New Syndication Service: "AP for Blogs" Puts Blog Material into Newspapers

March 29th, 2006 8:10 AM
Online Journalism Review

reports that a syndication service called BlogBurst will make it easier for blogging material to find its way into the online versions of many mainstream newspapers.

Newspapers are only testing BlogBurst right now. But in theory, the service will work like this: Pluck signs bloggers to BlogBurst and examines each blog to see if the blog's content and quality are appropriate for syndication. A list of approved bloggers is then made available to newspapers through an online interface, and editors can pick and choose which blogs they want to syndicate, and for how long.
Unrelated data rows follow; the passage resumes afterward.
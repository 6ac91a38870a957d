//! Analysis by an external analyzer program

use crate::analyzer::{AnalysisReport, AnalyzerError, DumpAnalyzer, Result};
use std::io::{self, Write};
use std::panic;
use std::path::PathBuf;
use std::process::{Command, Stdio};
use std::thread;
use tracing::{debug, info};

/// Runs an analyzer program once per dump.
///
/// The dump is written to the program's standard input and the report is
/// read back as JSON from its standard output. A non-zero exit status fails
/// the analysis with whatever the program wrote to standard error.
#[derive(Clone, Debug, PartialEq, Eq)]
pub struct CommandAnalyzer {
    program: PathBuf,
    args: Vec<String>,
}

impl CommandAnalyzer {
    pub fn new<P: Into<PathBuf>>(program: P, args: Vec<String>) -> Self {
        CommandAnalyzer {
            program: program.into(),
            args,
        }
    }
}

impl DumpAnalyzer for CommandAnalyzer {
    fn analyze(&self, dump: &[u8]) -> Result<AnalysisReport> {
        info!(program = %self.program.display(), bytes = dump.len(), "running analyzer");

        let mut child = Command::new(&self.program)
            .args(&self.args)
            .stdin(Stdio::piped())
            .stdout(Stdio::piped())
            .stderr(Stdio::piped())
            .spawn()?;

        let stdin = child.stdin.take();

        // The child may block on a full stdout pipe before it has drained
        // stdin, so the dump is written from a second thread.
        let (output, written) = thread::scope(|s| {
            let writer = s.spawn(move || -> io::Result<()> {
                if let Some(mut stdin) = stdin {
                    stdin.write_all(dump)?;
                }

                Ok(())
            });

            let output = child.wait_with_output();
            let written = writer
                .join()
                .unwrap_or_else(|payload| panic::resume_unwind(payload));

            (output, written)
        });

        let output = output?;

        if !output.status.success() {
            return Err(AnalyzerError::Failed {
                status: output.status,
                stderr: String::from_utf8_lossy(&output.stderr).trim().to_string(),
            });
        }

        match written {
            Err(e) if e.kind() == io::ErrorKind::BrokenPipe => {
                debug!("analyzer closed its input before reading the whole dump")
            }
            other => other?,
        }

        let report: AnalysisReport = serde_json::from_slice(&output.stdout)?;

        debug!(
            magic = %report.magic,
            ranges = report.memory_range.len(),
            threads = report.thread_list.len(),
            "analyzer report parsed"
        );

        Ok(report)
    }
}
The blog content will appear on the paper's site, but will be embedded with the site's look and feel. Ostensibly, newspapers will benefit by supplementing their coverage, and bloggers will profit from increased exposure. Pluck plans to eventually share a percentage of ad revenue with the bloggers.

Some big named papers have signed on.

Several large newspapers, including The Washington Post, the San Francisco Chronicle, the Houston Chronicle and the San Antonio Express-News, have signed up as "lighthouse partners" in the network. Syndicated blogs will begin appearing on those papers' sites in the next few weeks.

While blogs have previously networked together to achieve greater exposure -- Pajamas Media being one obvious example -- BlogBurst is apparently the first network that was created specifically to syndicate blogs directly to newspapers.

"You have a lot of great bloggers out there, and a lot of time they blog about a subject you may not be as strong on on your own site," said Jim Brady, executive editor of washingtonpost.com, adding that the paper was interested in supplementing sections like food and travel. "We just thought we'd get on the front lines and see if it's something that would work long term for us."

It's all about the money.

Newspapers are also attracted to BlogBurst for the advertising revenue the blogs could generate.

"If we're selling plenty of travel advertising but don't have the page views to actually serve it all, then it might be a good idea to syndicate a really good set of travel blogs," said The Washington Post's Brady, by way of example.

Brady may be understating the situation. By most accounts, companies are lined up to advertise online like planes waiting to land at O'Hare.

Revenue for the online ad business was only about $12.5 billion in 2005, or around 15 percent of what was spent on print, but it's expected to grow by about 30 percent in 2006 and reach $55 billion by 2010, according to analyst firm Piper Jaffray.

But directly increasing ad inventory by publishing more pages isn't the papers' only goal. If a newspaper can spark a conversation on its site by using syndicated blogs, it may be able to increase its traffic, and thus its ad impressions.

"Blog content is significantly better than message board content," said Jim Debth, general manager of statesman.com. "Just the level of discourse is so much better. We expect the blogs [we syndicate with BlogBurst] to be very engaging. We hope readers will come back again and again."